━━━━━ RECORDS TO USE ━━━━━

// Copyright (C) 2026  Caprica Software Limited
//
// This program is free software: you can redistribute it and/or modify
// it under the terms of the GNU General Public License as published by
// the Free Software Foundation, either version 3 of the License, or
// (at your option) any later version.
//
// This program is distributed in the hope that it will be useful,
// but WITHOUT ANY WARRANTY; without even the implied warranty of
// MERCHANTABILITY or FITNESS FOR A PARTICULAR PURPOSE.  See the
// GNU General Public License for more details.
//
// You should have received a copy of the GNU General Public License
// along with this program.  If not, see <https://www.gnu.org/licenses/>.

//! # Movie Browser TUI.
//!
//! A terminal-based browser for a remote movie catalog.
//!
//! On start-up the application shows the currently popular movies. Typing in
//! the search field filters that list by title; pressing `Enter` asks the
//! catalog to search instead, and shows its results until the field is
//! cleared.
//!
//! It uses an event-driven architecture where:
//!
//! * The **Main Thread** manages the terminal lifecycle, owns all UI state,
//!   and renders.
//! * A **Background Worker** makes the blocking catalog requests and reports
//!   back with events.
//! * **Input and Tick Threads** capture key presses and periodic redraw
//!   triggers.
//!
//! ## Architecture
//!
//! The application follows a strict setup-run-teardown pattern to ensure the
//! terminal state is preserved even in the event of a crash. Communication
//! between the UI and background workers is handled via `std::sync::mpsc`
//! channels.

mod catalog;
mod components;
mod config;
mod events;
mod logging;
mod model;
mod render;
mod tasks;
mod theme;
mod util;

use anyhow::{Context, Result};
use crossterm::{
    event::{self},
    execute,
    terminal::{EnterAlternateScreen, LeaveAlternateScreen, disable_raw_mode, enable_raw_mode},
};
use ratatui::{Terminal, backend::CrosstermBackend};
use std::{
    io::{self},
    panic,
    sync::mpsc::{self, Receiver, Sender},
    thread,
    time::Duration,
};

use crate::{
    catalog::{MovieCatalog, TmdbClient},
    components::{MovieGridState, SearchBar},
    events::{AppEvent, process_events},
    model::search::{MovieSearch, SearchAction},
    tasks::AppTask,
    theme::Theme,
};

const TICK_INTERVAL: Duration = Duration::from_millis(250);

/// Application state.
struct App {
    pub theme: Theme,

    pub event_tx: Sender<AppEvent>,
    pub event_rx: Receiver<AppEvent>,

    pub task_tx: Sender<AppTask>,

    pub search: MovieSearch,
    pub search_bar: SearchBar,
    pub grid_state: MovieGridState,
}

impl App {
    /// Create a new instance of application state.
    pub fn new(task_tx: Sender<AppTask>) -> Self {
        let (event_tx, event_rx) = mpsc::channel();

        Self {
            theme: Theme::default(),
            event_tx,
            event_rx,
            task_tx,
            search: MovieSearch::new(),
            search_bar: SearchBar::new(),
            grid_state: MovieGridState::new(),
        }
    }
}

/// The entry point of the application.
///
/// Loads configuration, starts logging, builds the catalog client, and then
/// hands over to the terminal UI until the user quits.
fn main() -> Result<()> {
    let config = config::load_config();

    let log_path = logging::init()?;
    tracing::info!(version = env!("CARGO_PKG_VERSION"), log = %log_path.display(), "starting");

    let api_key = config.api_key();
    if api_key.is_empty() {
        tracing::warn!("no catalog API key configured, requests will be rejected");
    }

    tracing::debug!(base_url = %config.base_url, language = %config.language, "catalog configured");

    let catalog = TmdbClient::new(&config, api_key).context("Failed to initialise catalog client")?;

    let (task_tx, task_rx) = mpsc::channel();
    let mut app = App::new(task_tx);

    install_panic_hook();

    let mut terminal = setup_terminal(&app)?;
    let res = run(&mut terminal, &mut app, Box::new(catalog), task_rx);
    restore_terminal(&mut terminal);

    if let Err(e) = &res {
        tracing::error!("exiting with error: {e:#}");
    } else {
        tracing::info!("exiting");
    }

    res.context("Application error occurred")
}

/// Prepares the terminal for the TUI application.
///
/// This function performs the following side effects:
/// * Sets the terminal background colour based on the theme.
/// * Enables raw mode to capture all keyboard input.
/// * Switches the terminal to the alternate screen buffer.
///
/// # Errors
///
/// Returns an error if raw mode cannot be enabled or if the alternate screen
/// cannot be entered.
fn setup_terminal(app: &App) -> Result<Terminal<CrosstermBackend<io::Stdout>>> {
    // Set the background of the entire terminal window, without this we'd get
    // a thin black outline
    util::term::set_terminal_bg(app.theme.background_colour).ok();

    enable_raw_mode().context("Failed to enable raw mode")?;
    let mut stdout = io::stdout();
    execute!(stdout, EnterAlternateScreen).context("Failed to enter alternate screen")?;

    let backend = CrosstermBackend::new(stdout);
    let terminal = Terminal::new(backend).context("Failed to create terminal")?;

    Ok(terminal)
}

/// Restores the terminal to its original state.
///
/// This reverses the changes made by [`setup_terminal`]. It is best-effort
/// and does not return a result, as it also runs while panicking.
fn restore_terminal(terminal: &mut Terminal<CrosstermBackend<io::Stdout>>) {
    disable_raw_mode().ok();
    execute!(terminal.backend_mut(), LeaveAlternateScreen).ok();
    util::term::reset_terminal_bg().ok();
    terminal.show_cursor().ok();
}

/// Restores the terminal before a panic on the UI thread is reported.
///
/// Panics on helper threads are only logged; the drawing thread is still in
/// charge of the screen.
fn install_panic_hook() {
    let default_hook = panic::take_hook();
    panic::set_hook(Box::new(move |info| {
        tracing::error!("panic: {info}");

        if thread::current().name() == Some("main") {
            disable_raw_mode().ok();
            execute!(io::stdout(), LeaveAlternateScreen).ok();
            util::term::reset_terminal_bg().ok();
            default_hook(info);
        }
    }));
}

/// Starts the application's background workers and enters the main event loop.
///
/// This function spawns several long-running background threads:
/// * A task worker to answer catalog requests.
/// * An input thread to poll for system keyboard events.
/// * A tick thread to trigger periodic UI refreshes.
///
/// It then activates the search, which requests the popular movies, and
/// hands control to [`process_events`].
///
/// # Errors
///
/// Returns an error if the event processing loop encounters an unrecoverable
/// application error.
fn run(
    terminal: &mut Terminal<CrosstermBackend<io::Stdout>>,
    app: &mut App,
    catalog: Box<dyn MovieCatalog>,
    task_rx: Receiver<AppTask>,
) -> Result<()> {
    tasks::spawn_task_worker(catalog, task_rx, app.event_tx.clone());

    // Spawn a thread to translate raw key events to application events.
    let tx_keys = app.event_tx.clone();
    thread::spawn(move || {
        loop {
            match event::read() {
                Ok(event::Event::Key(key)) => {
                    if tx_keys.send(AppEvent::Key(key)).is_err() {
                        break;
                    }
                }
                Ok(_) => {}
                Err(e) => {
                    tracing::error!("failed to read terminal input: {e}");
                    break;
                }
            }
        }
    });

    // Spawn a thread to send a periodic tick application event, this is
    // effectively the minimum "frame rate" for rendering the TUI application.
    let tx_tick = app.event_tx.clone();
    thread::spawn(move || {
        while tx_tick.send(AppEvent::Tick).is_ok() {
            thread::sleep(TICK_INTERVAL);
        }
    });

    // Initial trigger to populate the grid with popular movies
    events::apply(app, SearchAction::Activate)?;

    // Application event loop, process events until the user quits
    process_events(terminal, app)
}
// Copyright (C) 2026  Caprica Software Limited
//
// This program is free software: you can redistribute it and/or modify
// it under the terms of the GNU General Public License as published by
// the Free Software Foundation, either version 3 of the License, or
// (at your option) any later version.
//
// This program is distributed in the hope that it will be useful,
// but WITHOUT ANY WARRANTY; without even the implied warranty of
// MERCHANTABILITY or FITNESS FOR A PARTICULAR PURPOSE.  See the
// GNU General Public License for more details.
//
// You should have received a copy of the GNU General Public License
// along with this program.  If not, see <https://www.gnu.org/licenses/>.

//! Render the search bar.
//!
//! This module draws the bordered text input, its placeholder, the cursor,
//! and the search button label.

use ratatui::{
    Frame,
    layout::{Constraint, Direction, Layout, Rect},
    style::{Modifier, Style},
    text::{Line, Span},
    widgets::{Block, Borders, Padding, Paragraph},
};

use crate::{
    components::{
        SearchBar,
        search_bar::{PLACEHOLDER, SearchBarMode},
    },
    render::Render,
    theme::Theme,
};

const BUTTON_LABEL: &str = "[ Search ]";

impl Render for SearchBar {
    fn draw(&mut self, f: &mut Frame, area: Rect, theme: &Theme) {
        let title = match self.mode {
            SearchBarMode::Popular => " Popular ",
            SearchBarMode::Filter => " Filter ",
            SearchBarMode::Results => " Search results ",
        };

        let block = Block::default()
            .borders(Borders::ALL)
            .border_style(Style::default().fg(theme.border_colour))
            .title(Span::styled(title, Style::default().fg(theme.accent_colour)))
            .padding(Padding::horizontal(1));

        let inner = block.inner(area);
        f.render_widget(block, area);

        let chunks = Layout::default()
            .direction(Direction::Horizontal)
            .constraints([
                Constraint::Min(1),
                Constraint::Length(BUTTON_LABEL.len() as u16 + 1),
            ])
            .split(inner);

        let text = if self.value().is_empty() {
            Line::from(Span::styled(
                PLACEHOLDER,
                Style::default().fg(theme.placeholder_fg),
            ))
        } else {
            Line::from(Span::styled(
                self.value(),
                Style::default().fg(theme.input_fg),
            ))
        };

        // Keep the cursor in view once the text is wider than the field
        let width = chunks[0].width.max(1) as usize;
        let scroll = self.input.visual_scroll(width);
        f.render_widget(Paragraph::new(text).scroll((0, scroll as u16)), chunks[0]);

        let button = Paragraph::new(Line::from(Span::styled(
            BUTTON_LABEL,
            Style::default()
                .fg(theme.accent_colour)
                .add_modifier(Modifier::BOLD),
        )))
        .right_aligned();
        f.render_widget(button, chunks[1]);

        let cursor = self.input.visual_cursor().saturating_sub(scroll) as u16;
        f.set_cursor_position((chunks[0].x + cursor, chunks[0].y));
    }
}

━━━━━

• EXERCISE REQUIREMENTS: Beginning of the records through the line with "movies. Typing in": return that span exactly and stop there.

• EXPECTED ANSWER:
// Copyright (C) 2026  Caprica Software Limited
//
// This program is free software: you can redistribute it and/or modify
// it under the terms of the GNU General Public License as published by
// the Free Software Foundation, either version 3 of the License, or
// (at your option) any later version.
//
// This program is distributed in the hope that it will be useful,
// but WITHOUT ANY WARRANTY; without even the implied warranty of
// MERCHANTABILITY or FITNESS FOR A PARTICULAR PURPOSE.  See the
// GNU General Public License for more details.
//
// You should have received a copy of the GNU General Public License
// along with this program.  If not, see <https://www.gnu.org/licenses/>.

//! # Movie Browser TUI.
//!
//! A terminal-based browser for a remote movie catalog.
//!
//! On start-up the application shows the currently popular movies. Typing in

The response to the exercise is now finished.